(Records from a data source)
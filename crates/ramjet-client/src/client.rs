//! Client façade.
//!
//! One [`Client`] exists per browsing context (main document or worker). It
//! owns the context's interception registry, the document/location/global
//! wrappers, the cookie store and the listener substitutions, and activates
//! every applicable interception module exactly once.

use std::cell::{Cell, Ref, RefCell};
use std::fmt;
use std::rc::Rc;
use std::sync::Arc;

use ramjet_core::{encode_relative, ContentRewriter, PrefixCodec, RamjetConfig, RawHeaders, StandardRewriter, UrlCodec};
use tracing::{debug, info};
use url::Url;

use crate::cookie::CookieStore;
use crate::error::{HostError, HostResult};
use crate::host::{ObjectRef, Property, Value, WeakObject};
use crate::identity::WeakIdentitySet;
use crate::interception::Interceptor;
use crate::modules;
use crate::stack::StackFilter;
use crate::transport::SocketTransport;
use crate::wrappers;

/// Kind of browsing context a client runs in.
#[derive(Debug, Clone, Copy, PartialEq, Eq)]
pub enum ExecutionContext {
    /// A window with a document.
    Document,
    /// A dedicated, shared or service worker.
    Worker,
}

impl ExecutionContext {
    /// Detects the context from its global object.
    pub fn detect(global: &ObjectRef) -> Self {
        if global.has("WorkerGlobalScope") && !global.has("document") {
            Self::Worker
        } else {
            Self::Document
        }
    }
}

/// Construction options for a [`Client`].
#[derive(Clone)]
pub struct ClientOptions {
    config: RamjetConfig,
    codec: Option<Arc<dyn UrlCodec>>,
    rewriter: Option<Arc<dyn ContentRewriter>>,
    socket: Option<Rc<dyn SocketTransport>>,
}

impl ClientOptions {
    /// Creates options for the given deployment.
    pub fn new(config: RamjetConfig) -> Self {
        Self {
            config,
            codec: None,
            rewriter: None,
            socket: None,
        }
    }

    /// Replaces the default [`PrefixCodec`].
    pub fn with_codec(mut self, codec: Arc<dyn UrlCodec>) -> Self {
        self.codec = Some(codec);
        self
    }

    /// Replaces the default [`StandardRewriter`].
    pub fn with_rewriter(mut self, rewriter: Arc<dyn ContentRewriter>) -> Self {
        self.rewriter = Some(rewriter);
        self
    }

    /// Sets the transport used to tunnel WebSockets.
    pub fn with_socket_transport(mut self, socket: Rc<dyn SocketTransport>) -> Self {
        self.socket = Some(socket);
        self
    }
}

impl fmt::Debug for ClientOptions {
    fn fmt(&self, f: &mut fmt::Formatter<'_>) -> fmt::Result {
        f.debug_struct("ClientOptions")
            .field("config", &self.config)
            .field("custom_codec", &self.codec.is_some())
            .field("custom_rewriter", &self.rewriter.is_some())
            .field("socket_transport", &self.socket.is_some())
            .finish()
    }
}

/// One event listener substitution.
#[derive(Debug, Clone)]
pub struct ListenerEntry {
    pub event: String,
    pub original: ObjectRef,
    pub wrapped: ObjectRef,
}

#[derive(Debug)]
struct ReceiverListeners {
    receiver: WeakObject,
    entries: Vec<ListenerEntry>,
}

impl ReceiverListeners {
    fn is(&self, receiver: &ObjectRef) -> bool {
        self.receiver
            .upgrade()
            .is_some_and(|live| live.ptr_eq(receiver))
    }
}

/// Maps original listener callbacks to the wrapped callbacks actually
/// registered, per receiver.
///
/// Receivers are held weakly; entries for dropped receivers are pruned on
/// record and never matched.
#[derive(Debug, Default)]
pub struct ListenerRegistry {
    receivers: RefCell<Vec<ReceiverListeners>>,
}

impl ListenerRegistry {
    /// Records that `original` was registered as `wrapped` on `receiver`.
    pub fn record(&self, receiver: &ObjectRef, event: &str, original: &ObjectRef, wrapped: &ObjectRef) {
        let mut receivers = self.receivers.borrow_mut();
        receivers.retain(|r| r.receiver.upgrade().is_some());
        let entry = ListenerEntry {
            event: event.to_string(),
            original: original.clone(),
            wrapped: wrapped.clone(),
        };
        match receivers.iter_mut().find(|r| r.is(receiver)) {
            Some(listeners) => listeners.entries.push(entry),
            None => receivers.push(ReceiverListeners {
                receiver: receiver.downgrade(),
                entries: vec![entry],
            }),
        }
    }

    /// Returns the wrapped callback for `original`, if any.
    pub fn find(&self, receiver: &ObjectRef, event: &str, original: &ObjectRef) -> Option<ObjectRef> {
        self.receivers
            .borrow()
            .iter()
            .find(|r| r.is(receiver))
            .and_then(|r| {
                r.entries
                    .iter()
                    .find(|e| e.event == event && e.original.ptr_eq(original))
                    .map(|e| e.wrapped.clone())
            })
    }

    /// Removes and returns the wrapped callback for `original`.
    pub fn take(&self, receiver: &ObjectRef, event: &str, original: &ObjectRef) -> Option<ObjectRef> {
        let mut receivers = self.receivers.borrow_mut();
        let slot = receivers.iter().position(|r| r.is(receiver))?;
        let list = &mut receivers[slot].entries;
        let index = list
            .iter()
            .position(|e| e.event == event && e.original.ptr_eq(original))?;
        let entry = list.remove(index);
        if list.is_empty() {
            receivers.remove(slot);
        }
        Some(entry.wrapped)
    }

    /// Total number of substitutions on live receivers.
    pub fn len(&self) -> usize {
        self.receivers
            .borrow()
            .iter()
            .filter(|r| r.receiver.upgrade().is_some())
            .map(|r| r.entries.len())
            .sum()
    }

    /// Returns true if there are no substitutions.
    pub fn is_empty(&self) -> bool {
        self.len() == 0
    }
}

#[derive(Debug, Default)]
struct WrapperSlots {
    document: Option<WeakObject>,
    location: Option<WeakObject>,
    global: Option<WeakObject>,
}

/// State shared between the façade and the hooks it installs.
///
/// Hooks hold this through an `Rc`; it only refers back to the global and
/// the wrappers weakly.
pub struct ClientEnv {
    global: WeakObject,
    config: RamjetConfig,
    codec: Arc<dyn UrlCodec>,
    rewriter: Arc<dyn ContentRewriter>,
    filter: StackFilter,
    context: ExecutionContext,
    socket: Option<Rc<dyn SocketTransport>>,
    cookies: RefCell<CookieStore>,
    synthetic: WeakIdentitySet,
    listeners: ListenerRegistry,
    wrappers: RefCell<WrapperSlots>,
}

impl ClientEnv {
    /// Returns the context's global object.
    pub fn global(&self) -> HostResult<ObjectRef> {
        self.global
            .upgrade()
            .ok_or_else(|| self.internal_error("global", "global object is gone"))
    }

    pub fn config(&self) -> &RamjetConfig {
        &self.config
    }

    pub fn codec(&self) -> &dyn UrlCodec {
        self.codec.as_ref()
    }

    pub fn rewriter(&self) -> &dyn ContentRewriter {
        self.rewriter.as_ref()
    }

    pub fn filter(&self) -> &StackFilter {
        &self.filter
    }

    pub fn context(&self) -> ExecutionContext {
        self.context
    }

    pub fn socket(&self) -> Option<&Rc<dyn SocketTransport>> {
        self.socket.as_ref()
    }

    pub fn cookies(&self) -> &RefCell<CookieStore> {
        &self.cookies
    }

    /// Synthetic objects whose listener calls are suppressed.
    pub fn synthetic(&self) -> &WeakIdentitySet {
        &self.synthetic
    }

    pub fn listeners(&self) -> &ListenerRegistry {
        &self.listeners
    }

    /// Builds an error attributed to the interception layer's own script.
    pub fn internal_error(&self, function: &str, message: impl Into<String>) -> HostError {
        HostError::error(message).with_frame(self.filter.internal_frame(function))
    }

    /// Returns the native `location` object of the global.
    pub fn native_location(&self) -> HostResult<ObjectRef> {
        match self.global()?.get("location")? {
            Value::Object(location) => Ok(location),
            _ => Err(self.internal_error("location", "global has no location")),
        }
    }

    /// Returns the real URL of the current page.
    pub fn url(&self) -> HostResult<Url> {
        let href = self.native_location()?.get("href")?.to_display_string()?;
        let decoded = self.codec.decode(&href);
        Url::parse(&decoded)
            .map_err(|e| self.internal_error("url", format!("cannot parse page URL '{}': {}", decoded, e)))
    }

    /// Encodes `raw`, resolving it against the current real URL.
    pub fn encode_url(&self, raw: &str) -> String {
        let base = self.url().ok();
        encode_relative(self.codec(), raw, base.as_ref())
    }

    /// Decodes a proxied URL.
    pub fn decode_url(&self, raw: &str) -> String {
        self.codec.decode(raw)
    }

    /// Navigates the context to `raw` through the proxy.
    pub fn navigate(&self, raw: &str) -> HostResult<()> {
        let encoded = self.encode_url(raw);
        debug!("Navigating to {}", encoded);
        self.native_location()?.set("href", encoded.into())
    }

    /// Rewrites CSS text against the current real URL.
    pub fn rewrite_css(&self, css: &str) -> HostResult<String> {
        Ok(self.rewriter.rewrite_css(css, &self.url()?))
    }

    /// Rewrites a `Headers` init value (a record or a list of pairs).
    ///
    /// Values of any other shape are returned unchanged.
    pub fn rewrite_header_init(&self, init: &Value) -> HostResult<Value> {
        let Some(object) = init.as_object() else {
            return Ok(init.clone());
        };
        let mut headers = RawHeaders::new();
        match object.class().as_str() {
            "Array" => {
                for pair in object.array_items()? {
                    let Some(pair) = pair.as_object() else {
                        return Err(HostError::type_error("Headers init pair must be a sequence"));
                    };
                    let items = pair.array_items()?;
                    let [name, value] = items.as_slice() else {
                        return Err(HostError::type_error("Headers init pair must have two items"));
                    };
                    headers.append(&name.to_display_string()?, &value.to_display_string()?);
                }
            }
            "Object" => {
                for key in object.own_keys() {
                    let enumerable = object.get_own_property(&key).is_some_and(|p| p.enumerable);
                    if enumerable {
                        headers.append(&key, &object.get(&key)?.to_display_string()?);
                    }
                }
            }
            _ => return Ok(init.clone()),
        }

        let rewritten = self.rewriter.rewrite_headers(&headers, &self.url()?);
        let record = ObjectRef::plain();
        for (name, value) in rewritten.iter() {
            record.define_property(name, Property::data(value));
        }
        Ok(record.into())
    }

    pub fn document_wrapper(&self) -> Option<ObjectRef> {
        self.wrappers.borrow().document.as_ref().and_then(WeakObject::upgrade)
    }

    pub fn location_wrapper(&self) -> Option<ObjectRef> {
        self.wrappers.borrow().location.as_ref().and_then(WeakObject::upgrade)
    }

    pub fn global_wrapper(&self) -> Option<ObjectRef> {
        self.wrappers.borrow().global.as_ref().and_then(WeakObject::upgrade)
    }

    /// Exchanges native document/location/global references for wrappers.
    pub fn wrap(&self, value: Value) -> Value {
        let Some(object) = value.as_object() else {
            return value;
        };
        let Ok(global) = self.global() else {
            return value;
        };
        let wrapper = if object.ptr_eq(&global) {
            self.global_wrapper()
        } else if is_member(&global, "document", object) {
            self.document_wrapper()
        } else if is_member(&global, "location", object) {
            self.location_wrapper()
        } else {
            None
        };
        wrapper.map(Value::from).unwrap_or(value)
    }
}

### Problem to work on
Which lines run from the one holding "hooks it installs." through the one holding "pub fn native_location(&self)" in the records above? Repeat them exactly, both included, and nothing more.

### Result of the task
/// State shared between the façade and the hooks it installs.
///
/// Hooks hold this through an `Rc`; it only refers back to the global and
/// the wrappers weakly.
pub struct ClientEnv {
    global: WeakObject,
    config: RamjetConfig,
    codec: Arc<dyn UrlCodec>,
    rewriter: Arc<dyn ContentRewriter>,
    filter: StackFilter,
    context: ExecutionContext,
    socket: Option<Rc<dyn SocketTransport>>,
    cookies: RefCell<CookieStore>,
    synthetic: WeakIdentitySet,
    listeners: ListenerRegistry,
    wrappers: RefCell<WrapperSlots>,
}

impl ClientEnv {
    /// Returns the context's global object.
    pub fn global(&self) -> HostResult<ObjectRef> {
        self.global
            .upgrade()
            .ok_or_else(|| self.internal_error("global", "global object is gone"))
    }

    pub fn config(&self) -> &RamjetConfig {
        &self.config
    }

    pub fn codec(&self) -> &dyn UrlCodec {
        self.codec.as_ref()
    }

    pub fn rewriter(&self) -> &dyn ContentRewriter {
        self.rewriter.as_ref()
    }

    pub fn filter(&self) -> &StackFilter {
        &self.filter
    }

    pub fn context(&self) -> ExecutionContext {
        self.context
    }

    pub fn socket(&self) -> Option<&Rc<dyn SocketTransport>> {
        self.socket.as_ref()
    }

    pub fn cookies(&self) -> &RefCell<CookieStore> {
        &self.cookies
    }

    /// Synthetic objects whose listener calls are suppressed.
    pub fn synthetic(&self) -> &WeakIdentitySet {
        &self.synthetic
    }

    pub fn listeners(&self) -> &ListenerRegistry {
        &self.listeners
    }

    /// Builds an error attributed to the interception layer's own script.
    pub fn internal_error(&self, function: &str, message: impl Into<String>) -> HostError {
        HostError::error(message).with_frame(self.filter.internal_frame(function))
    }

    /// Returns the native `location` object of the global.
    pub fn native_location(&self) -> HostResult<ObjectRef> {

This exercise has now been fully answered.